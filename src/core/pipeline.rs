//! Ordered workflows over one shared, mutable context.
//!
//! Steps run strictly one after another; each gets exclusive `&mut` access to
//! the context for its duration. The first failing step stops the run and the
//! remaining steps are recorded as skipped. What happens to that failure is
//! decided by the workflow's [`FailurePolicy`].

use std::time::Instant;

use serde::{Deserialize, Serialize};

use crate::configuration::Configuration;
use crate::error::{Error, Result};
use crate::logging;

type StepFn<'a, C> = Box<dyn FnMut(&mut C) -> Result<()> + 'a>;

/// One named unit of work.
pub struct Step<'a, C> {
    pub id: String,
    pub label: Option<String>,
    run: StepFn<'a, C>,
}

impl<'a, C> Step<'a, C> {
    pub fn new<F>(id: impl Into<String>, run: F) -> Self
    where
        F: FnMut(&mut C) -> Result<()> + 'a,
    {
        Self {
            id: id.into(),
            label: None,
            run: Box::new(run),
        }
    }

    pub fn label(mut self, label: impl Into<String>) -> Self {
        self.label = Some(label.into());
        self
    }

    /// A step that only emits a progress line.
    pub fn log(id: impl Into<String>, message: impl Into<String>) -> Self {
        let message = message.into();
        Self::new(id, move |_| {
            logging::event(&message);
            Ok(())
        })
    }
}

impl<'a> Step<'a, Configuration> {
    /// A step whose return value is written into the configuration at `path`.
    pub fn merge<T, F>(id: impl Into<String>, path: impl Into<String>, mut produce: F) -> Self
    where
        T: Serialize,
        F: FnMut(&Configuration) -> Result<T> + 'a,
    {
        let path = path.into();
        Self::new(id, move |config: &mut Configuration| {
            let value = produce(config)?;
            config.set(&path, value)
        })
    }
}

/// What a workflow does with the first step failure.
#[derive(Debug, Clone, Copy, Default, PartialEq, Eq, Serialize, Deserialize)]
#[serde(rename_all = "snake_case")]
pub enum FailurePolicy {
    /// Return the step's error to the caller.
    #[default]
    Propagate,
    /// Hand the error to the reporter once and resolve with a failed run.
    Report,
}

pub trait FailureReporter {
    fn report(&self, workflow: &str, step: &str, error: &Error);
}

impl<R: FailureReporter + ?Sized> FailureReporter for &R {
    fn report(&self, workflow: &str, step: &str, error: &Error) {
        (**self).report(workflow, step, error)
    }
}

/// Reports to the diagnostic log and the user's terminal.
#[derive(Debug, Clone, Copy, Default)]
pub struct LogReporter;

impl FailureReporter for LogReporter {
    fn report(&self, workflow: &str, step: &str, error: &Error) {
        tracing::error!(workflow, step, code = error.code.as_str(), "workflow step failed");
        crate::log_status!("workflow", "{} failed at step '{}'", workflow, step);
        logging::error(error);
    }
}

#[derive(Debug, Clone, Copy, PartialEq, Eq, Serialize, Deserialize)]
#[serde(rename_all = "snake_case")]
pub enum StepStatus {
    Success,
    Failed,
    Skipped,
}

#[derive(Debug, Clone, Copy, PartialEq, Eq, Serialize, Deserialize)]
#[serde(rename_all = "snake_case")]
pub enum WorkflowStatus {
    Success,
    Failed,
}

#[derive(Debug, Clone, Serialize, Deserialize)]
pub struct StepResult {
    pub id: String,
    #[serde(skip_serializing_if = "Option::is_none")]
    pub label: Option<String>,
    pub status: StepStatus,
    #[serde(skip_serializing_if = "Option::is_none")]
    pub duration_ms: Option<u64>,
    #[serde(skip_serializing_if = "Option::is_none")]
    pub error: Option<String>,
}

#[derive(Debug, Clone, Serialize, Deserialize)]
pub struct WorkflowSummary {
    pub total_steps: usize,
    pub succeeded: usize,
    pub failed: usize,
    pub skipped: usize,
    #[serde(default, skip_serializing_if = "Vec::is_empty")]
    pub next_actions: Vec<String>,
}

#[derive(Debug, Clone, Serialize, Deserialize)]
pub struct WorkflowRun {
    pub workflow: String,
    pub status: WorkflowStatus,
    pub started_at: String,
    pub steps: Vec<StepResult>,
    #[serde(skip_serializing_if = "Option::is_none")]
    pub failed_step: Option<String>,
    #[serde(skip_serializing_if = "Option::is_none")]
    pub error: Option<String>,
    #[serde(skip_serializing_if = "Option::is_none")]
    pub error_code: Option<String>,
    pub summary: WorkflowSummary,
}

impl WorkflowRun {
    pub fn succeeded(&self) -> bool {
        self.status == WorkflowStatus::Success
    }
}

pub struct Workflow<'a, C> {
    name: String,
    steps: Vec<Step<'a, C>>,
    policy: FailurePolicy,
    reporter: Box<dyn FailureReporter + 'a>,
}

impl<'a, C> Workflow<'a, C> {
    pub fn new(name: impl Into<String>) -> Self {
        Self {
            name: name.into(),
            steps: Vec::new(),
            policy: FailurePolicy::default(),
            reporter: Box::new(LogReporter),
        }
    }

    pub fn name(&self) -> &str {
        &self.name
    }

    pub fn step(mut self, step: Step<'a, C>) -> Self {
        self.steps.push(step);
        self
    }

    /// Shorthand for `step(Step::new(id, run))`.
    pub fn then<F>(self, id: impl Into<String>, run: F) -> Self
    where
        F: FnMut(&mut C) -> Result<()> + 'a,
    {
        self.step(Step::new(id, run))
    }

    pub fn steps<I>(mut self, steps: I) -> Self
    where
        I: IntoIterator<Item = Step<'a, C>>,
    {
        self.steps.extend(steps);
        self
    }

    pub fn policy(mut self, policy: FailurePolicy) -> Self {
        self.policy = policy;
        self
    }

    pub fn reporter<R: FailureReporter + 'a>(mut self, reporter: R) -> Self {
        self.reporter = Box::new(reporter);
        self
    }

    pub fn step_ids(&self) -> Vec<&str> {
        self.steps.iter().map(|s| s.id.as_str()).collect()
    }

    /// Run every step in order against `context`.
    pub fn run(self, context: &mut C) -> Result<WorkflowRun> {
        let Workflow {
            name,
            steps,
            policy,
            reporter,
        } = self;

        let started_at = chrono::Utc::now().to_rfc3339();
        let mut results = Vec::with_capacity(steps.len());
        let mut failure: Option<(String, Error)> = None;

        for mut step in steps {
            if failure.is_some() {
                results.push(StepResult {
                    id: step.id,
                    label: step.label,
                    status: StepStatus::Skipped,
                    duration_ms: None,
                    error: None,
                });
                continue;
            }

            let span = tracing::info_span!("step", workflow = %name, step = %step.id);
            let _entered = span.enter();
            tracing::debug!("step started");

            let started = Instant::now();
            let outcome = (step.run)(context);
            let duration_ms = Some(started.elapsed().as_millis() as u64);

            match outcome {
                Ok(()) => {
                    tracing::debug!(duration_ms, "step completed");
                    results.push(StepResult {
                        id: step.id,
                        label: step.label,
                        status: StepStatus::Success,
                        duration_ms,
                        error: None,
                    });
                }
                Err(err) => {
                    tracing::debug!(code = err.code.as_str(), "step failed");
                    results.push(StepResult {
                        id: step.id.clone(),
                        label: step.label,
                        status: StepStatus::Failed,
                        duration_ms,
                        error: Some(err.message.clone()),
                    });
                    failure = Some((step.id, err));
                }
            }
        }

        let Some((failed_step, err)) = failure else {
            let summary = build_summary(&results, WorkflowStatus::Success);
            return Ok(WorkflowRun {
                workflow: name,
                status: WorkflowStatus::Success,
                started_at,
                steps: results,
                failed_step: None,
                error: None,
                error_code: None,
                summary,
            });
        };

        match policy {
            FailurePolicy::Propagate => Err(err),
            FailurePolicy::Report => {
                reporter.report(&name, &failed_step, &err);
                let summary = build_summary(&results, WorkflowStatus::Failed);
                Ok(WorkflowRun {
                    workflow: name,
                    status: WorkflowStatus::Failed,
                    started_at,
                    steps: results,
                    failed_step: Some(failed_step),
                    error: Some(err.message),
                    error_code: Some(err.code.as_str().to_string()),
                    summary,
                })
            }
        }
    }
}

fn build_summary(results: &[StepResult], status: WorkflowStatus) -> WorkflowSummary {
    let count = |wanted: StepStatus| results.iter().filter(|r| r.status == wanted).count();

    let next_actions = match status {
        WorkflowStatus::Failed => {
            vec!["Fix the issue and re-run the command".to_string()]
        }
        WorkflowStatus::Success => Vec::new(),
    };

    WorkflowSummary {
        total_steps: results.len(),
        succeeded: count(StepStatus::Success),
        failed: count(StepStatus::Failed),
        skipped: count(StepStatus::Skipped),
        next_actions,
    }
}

──────────

TASK INSTRUCTIONS:
Starting from the records above, filter out all lines except those containing the word "produce".

REPLY TO THE EXERCISE:
    pub fn merge<T, F>(id: impl Into<String>, path: impl Into<String>, mut produce: F) -> Self
            let value = produce(config)?;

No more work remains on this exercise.